The issue of countless number of available houses i can only speak for Abuja because this is where I stay. In the state capitals you don’t see empty houses per say. But in Abuja, I think what is responsible for it is corruption.  It is in the sense that most of the people that own all these houses are people who don’t need the houses but they are opportune to have excess money and they don’t know what to do with it so, the best way to keep them is to build the houses and they don’t care whether it is used or not.

Are there any measures by private developers to address this especially through REDAN

You see when somebody build a house it is his private property, so there is little you can do to force such persons to use it the way you want it. Mind you, some of the people who own these properties are some of the policy makers, so which war are you fighting. REDAN is doing its best but basically REDAN exists to regulate the construction industry so that quacks and unqualified people don’t pose as professionals and build a house that will collapse using substandard materials but basically, that is where REDAN is actually applying its strength. Other things like mortgage are secondary but primarily, it exists to sanitise the real estate industry.

How can it be fixed?

It can be fixed. The government can decide that only genuine developers have access to land. it is very easy. You don’t just say it and seat because the same elites will go and register companies again as developers to collect the land. So what you need to do is, there are construction works going on around the city. You can visit the cites directly and find out who is constructing. Find out who are the actual developers of the construction projects, get their data, create a database of genuine and actual developers and make sure such people have direct access to land. For instance if I have a 10 hectares land and go into partnership with someone and from the ten hectares, i have to provide houses that will give the land owner N5 billion before the developer think of his promise. Do you imagine that if such land was given to me as a developer directly that N5 Billion that i will give to the partner, imagine that i spread it into the houses to subsidise the prices of the houses, can you imagine how much the houses will sell.

For instance, an average 2 bedroom flat within the city cost between N15-N25 million. We sell these houses in choice areas because we have to sell to be able to give the land owners something. If I have such land, the N5 billion I will have to give to the landowner, if I spread it into the development of housing I will sell 2-bedroom flats below N10 million even within the city centre.  You will find out that people will get houses at give-away prices.

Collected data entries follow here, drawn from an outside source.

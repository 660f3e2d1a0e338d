use sidcard::constants::{PORT_RANGE_END, PORT_RANGE_START};
use sidcard::sdk::MockSdt;
use sidcard::test_support::SharedSdt;
use sidcard::{Error, PortId, Session, Status};

#[test]
fn exhausted_range_probes_each_port_once_ascending() {
    let mut mock = MockSdt::new();
    mock.open_on = None;
    mock.open_fail_status = Status::new(0x05);
    let shared = SharedSdt::new(mock);

    match Session::open(shared.handle()) {
        Err(Error::NoPortAvailable { last_status }) => assert_eq!(last_status, 0x05),
        other => panic!("expected NoPortAvailable, got {:?}", other.map(|_| ())),
    }

    let probed = shared.probed_ports();
    let expected: Vec<u16> = (PORT_RANGE_START..=PORT_RANGE_END).collect();
    assert_eq!(probed, expected, "one pass, ascending, no retries");
    assert_eq!(probed.len(), 16);
}

#[test]
fn first_answering_port_wins() {
    let mut mock = MockSdt::new();
    mock.open_on = Some(1009);
    let shared = SharedSdt::new(mock);

    let session = Session::open(shared.handle()).unwrap();
    assert_eq!(session.port(), Some(PortId::new(1009)));
    // Probing stopped at the successful candidate.
    assert_eq!(shared.probed_ports().last(), Some(&1009));
    assert_eq!(shared.probed_ports().len(), 9);
}

#[test]
fn failed_acquisition_never_closes_a_port() {
    let mut mock = MockSdt::new();
    mock.open_on = None;
    let shared = SharedSdt::new(mock);
    let _ = Session::open(shared.handle());
    assert_eq!(shared.close_calls(), 0);
}

#[test]
fn teardown_releases_the_port_exactly_once() {
    let shared = SharedSdt::new(MockSdt::new());
    {
        let mut session = Session::open(shared.handle()).unwrap();
        session.close();
        // Drop fires afterwards and must not release again.
    }
    assert_eq!(shared.close_calls(), 1);
}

What stands your firm out?

One of the major thing that stands us out is that we are not too much profit oriented. We are developing based on passion in the real sense. Our happiness is that we are providing houses for people whether we made profit to the extent we want or not. Our happiness is that we built estates and people are happy living in it. It is hard to see a new developer that is thinking of delivering almost 500 units of houses within 3 years. It is almost impossible but it is on ground and you can see.